This is a bit off the beaten path of what I usually post here. I thought it might be interesting to add perspective to a recent blog post by Jason Thibeault.
I was shopping waiting in line at the checkout cashier of Toys R Us. This was many years ago, so I do not even know whether that particular store (in Melrose Park, IL) still exists.
Not far from the cashier lines, there was a large basket of balloons. And, at that basket there was a boy at around 4 years of age with a young woman whom I presumed to be his mother. I probably would not have noticed, except that the boy was beginning a tantrum.
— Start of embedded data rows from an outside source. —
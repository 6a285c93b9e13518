// src/cli.rs

//! CLI argument parsing using `clap`.
//!
//! Every flag that maps onto a config key overrides the value from
//! `--config` (or the built-in default when no file is given).

use std::path::PathBuf;

use clap::{Args, Parser, Subcommand, ValueEnum};

/// Command-line arguments for `codexec`.
#[derive(Debug, Clone, Parser)]
#[command(
    name = "codexec",
    version,
    about = "Execute scripts on a remote host over a plain TCP protocol.",
    long_about = None
)]
pub struct CliArgs {
    /// Path to the config file (TOML).
    ///
    /// If omitted, `Codexec.toml` in the current directory is used when it
    /// exists, otherwise built-in defaults.
    #[arg(long, global = true, value_name = "PATH")]
    pub config: Option<PathBuf>,

    /// Logging level (error, warn, info, debug, trace).
    ///
    /// If omitted, `CODEXEC_LOG` or a default level will be used.
    #[arg(long, global = true, value_enum, value_name = "LEVEL")]
    pub log_level: Option<LogLevel>,

    #[command(subcommand)]
    pub command: Command,
}

#[derive(Debug, Clone, Subcommand)]
pub enum Command {
    /// Run the execution server.
    Serve(ServeArgs),

    /// Send a script to a server and print the result.
    ///
    /// Exits with the script's return code.
    Exec(ExecArgs),
}

#[derive(Debug, Clone, Args)]
pub struct ServeArgs {
    /// Address to bind.
    #[arg(long)]
    pub host: Option<String>,

    #[arg(long)]
    pub port: Option<u16>,

    /// Largest accepted request, in bytes.
    #[arg(long, value_name = "BYTES")]
    pub max_script_size: Option<usize>,

    /// Wall-clock execution limit per script.
    #[arg(long, value_name = "SECS")]
    pub timeout_secs: Option<u64>,

    /// Interpreter program and leading arguments; repeat for each word,
    /// e.g. `--interpreter uv --interpreter run`.
    #[arg(long, value_name = "WORD")]
    pub interpreter: Vec<String>,

    /// File name the script is saved under in the scratch directory.
    #[arg(long, value_name = "NAME")]
    pub script_filename: Option<String>,
}

#[derive(Debug, Clone, Args)]
pub struct ExecArgs {
    /// Script to send; `-` reads it from stdin.
    #[arg(value_name = "SCRIPT")]
    pub script: PathBuf,

    #[arg(long)]
    pub host: Option<String>,

    #[arg(long)]
    pub port: Option<u16>,

    /// Socket timeout for connecting and for each wait on the response.
    #[arg(long, value_name = "SECS")]
    pub timeout_secs: Option<u64>,
}

/// Log level as exposed on the CLI.
#[derive(Debug, Copy, Clone, ValueEnum)]
pub enum LogLevel {
    Error,
    Warn,
    Info,
    Debug,
    Trace,
}

/// Convenience wrapper around `CliArgs::parse()`.
pub fn parse() -> CliArgs {
    CliArgs::parse()
}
He pointed to a balloon.
“I want that one,” he yelled.
“You can’t have that one,” said his mother. “You can have this one (and she pointed to a different balloon).”
“No, I want that one,” yelled the boy.
“Pink balloons are for girls,” said the mother. “I’ll buy you a blue balloon.”
The boy’s tantrum got worse, as he continued to insist that he wanted the pink balloon.
“You can have a blue balloon. You can have a green balloon. You can have a red balloon. You cannot have a pink balloon,” said the mother.
Fortunately, our waiting line reached the cashier where I could pay for the items I was purchasing, and leave the store. So I don’t know how that eventually turned out. But I doubt that it turned out well.
I would never have considered insisting on balloon colors for my children. The mother’s reaction seemed way over the top.
I guess training for gender roles begins early, and parents are some of those who promote such roles.
Note: according to some linguists, I should have titled this post “sex roles.” They tell me that “gender” is a grammatical classification. But then other linguists tell me that words get their meaning from the way we use them, in which case my title seems correct.